Grimsby Dock Tower is a hydraulic accumulator tower and a maritime landmark at the entrance to the Royal Dock, Grimsby, in North East Lincolnshire, England. It was completed on 27 March 1852, based on William Armstrong's idea of the hydraulic accumulator, with the purpose of containing a 30000 impgal reservoir at a height of 200 ft, that was used to provide hydraulic power to power the machinery of the Grimsby Docks. The extreme height of the tower was necessary to achieve sufficient pressure, and as a result of this, the tower can be seen for several miles around, even far inland on the north bank of the Humber estuary in villages such as Patrington.

==History and design==

The tower was built to provide water pressure to power the hydraulic machinery (for cranes, lock gates and sluices) at the Grimsby Docks. The tower was built to carry a tank 200 ft above the ground with a direct feed into the machinery. Small pumps topped up the tank as the hydraulic machinery drew off water. The tower system was brought into use in 1852 working the machinery of the lock gates, dry-docks and fifteen quayside cranes, and also to supply fresh water to ships and the dwelling houses on the dock premises. The water was obtained from a well, 15 ft in diameter and 47 ft deep, with a boring of 5 in in diameter to the chalk rock in the centre, situated near to where the Grimsby Evening Telegraph has its present offices. The well was also fed by seven borings of 5 in in diameter, at intervals in a length of 300 ft, which discharged into the well by a brick culvert 3 ft in diameter.

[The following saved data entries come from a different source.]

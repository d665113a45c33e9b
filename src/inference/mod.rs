//! Tiered cascade inference
//!
//! A generic escalation framework that tries cheap inference methods first
//! (keyword rules), then a local fast model, and only falls back to an LLM
//! when every cheaper level reports insufficient confidence. Used for named
//! entity extraction and emotion detection.

pub mod emotion;
mod engine;
mod levels;
pub mod ner;
mod parse;

pub use engine::{CascadeInferenceEngine, CascadeStats, InferenceLevel};
pub use levels::{FastModelLevel, KeywordRuleLevel};
pub use parse::extract_json_block;

use ahash::AHashMap;
use serde::{Deserialize, Serialize};
use thiserror::Error;

use crate::inference::ner::Entity;

/// Errors surfaced by the cascade engine
///
/// Non-terminal level failures are absorbed as confidence-0 results and
/// never appear here; only unrecoverable conditions do.
#[derive(Error, Debug)]
pub enum InferenceError {
    /// The terminal level failed and no fallback remains
    #[error("Terminal level '{level}' failed: {message}")]
    TerminalLevel { level: String, message: String },

    /// The engine was invoked with no levels configured
    #[error("No inference levels configured")]
    NoLevels,
}

/// Which tier of the cascade produced a result
#[derive(Debug, Clone, Copy, PartialEq, Eq, Hash, Serialize, Deserialize)]
#[serde(rename_all = "snake_case")]
pub enum LevelKind {
    /// Dictionary/automaton keyword matching
    Rule,
    /// Local lightweight classifier
    FastModel,
    /// Large language model
    Llm,
}

impl LevelKind {
    pub fn as_str(&self) -> &'static str {
        match self {
            LevelKind::Rule => "rule",
            LevelKind::FastModel => "fast_model",
            LevelKind::Llm => "llm",
        }
    }
}

/// Payload produced by an inference level
#[derive(Debug, Clone, Serialize, Deserialize)]
#[serde(rename_all = "snake_case")]
pub enum InferenceValue {
    /// Extracted entities (NER tasks)
    Entities(Vec<Entity>),
    /// A single classification label
    Label(String),
    /// Arbitrary structured payload
    Structured(serde_json::Value),
}

impl InferenceValue {
    /// Entities carried by this value, if any
    pub fn entities(&self) -> Option<&[Entity]> {
        match self {
            InferenceValue::Entities(entities) => Some(entities),
            _ => None,
        }
    }

    /// Label carried by this value, if any
    pub fn label(&self) -> Option<&str> {
        match self {
            InferenceValue::Label(label) => Some(label),
            _ => None,
        }
    }
}

/// Result of one cascade inference call
#[derive(Debug, Clone, Serialize, Deserialize)]
pub struct InferenceResult {
    /// Inferred payload
    pub value: InferenceValue,

    /// Confidence in the payload (0.0 - 1.0)
    pub confidence: f32,

    /// Name of the level that produced this result
    pub level: String,

    /// Tier of the producing level
    pub kind: LevelKind,

    /// Cost/latency tags written by the engine
    #[serde(default)]
    pub metadata: AHashMap<String, serde_json::Value>,
}

impl InferenceResult {
    pub fn new(
        value: InferenceValue,
        confidence: f32,
        level: impl Into<String>,
        kind: LevelKind,
    ) -> Self {
        Self {
            value,
            confidence: confidence.clamp(0.0, 1.0),
            level: level.into(),
            kind,
            metadata: AHashMap::new(),
        }
    }

    /// An empty/neutral result used when a level cannot conclude anything
    pub fn empty(level: impl Into<String>, kind: LevelKind) -> Self {
        Self::new(InferenceValue::Entities(Vec::new()), 0.0, level, kind)
    }

    pub fn with_metadata(mut self, key: &str, value: serde_json::Value) -> Self {
        self.metadata.insert(key.to_string(), value);
        self
    }
}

Water was conveyed from the well to the tower in a cast-iron pipe thirteen inches in diameter when it was then forced into the tank by two force pumps, each of ten inches in diameter, worked by a duplicate, horizontal engine of twenty-five horse power. All the engines, pumps and pipes and the whole of the machinery were made by Mr Mitchell of the Perran Foundry, Cornwall.

During the building of the tower, Armstrong developed another system using weighted accumulators, which at once was found to have great advantages. The working hydraulic pressure was greater, permitting more compact and cheaper machinery and everything was at ground level. The first such installation was at New Holland dock and pier, actually brought into use more than a year before the Grimsby system.

===Architectural design, construction and opening===
The tower was designed by James William Wild who based its appearance on that of the Torre del Mangia on the Palazzo Pubblico in Siena. It was built under the supervision of J. M. Rendel, who was the civil engineer in charge of construction of the Royal Dock.

The ground floor of the tower was lined with pink, white and blue drapery when Queen Victoria came with Prince Albert to visit the dock and 'open' the tower in October 1854. Her Majesty gave permission for Prince Albert, the Prince of Wales and the Princess Royal to accompany Rendel in the hydraulic lift to the gallery running around the tower above the water tank, from which a clear view of Grimsby, Cleethorpes and the mouth of the Humber estuary is obtained.

The tower is 309 ft high, 28 ft wide at the base, and tapers gradually to 26 ft below the first projection; its walls are 4 ft thick and narrow to 3 ft at the string course under the corbels. The bricks of this plain brick tower were made from clay obtained from excavations in the marsh adjoining the docks, and are set in blue lime mortar. Hoop iron bond is used in the walls to a considerable extent. The foundation of the tower is a solid masonry wall built upon a timber bearer piling. Approximately one million bricks were used in its construction.

Local legend has it that the tower was built on a foundation of cotton wool; the story likely has its origins in the profitable import of cotton to West Yorkshire which gave an impetus to the building of the Royal Dock and the tower.

===Later use===
The Dock Tower continued to provide water for hydraulic working until 1892 when the erection of the hydraulic accumulator tower on the opposite pier approximately 200 ft to the North West of the Dock Tower took over – water in this structure was pressurised by a 300-tonne weight. Present dock and lock machinery are powered by electric or electro-hydraulic energy.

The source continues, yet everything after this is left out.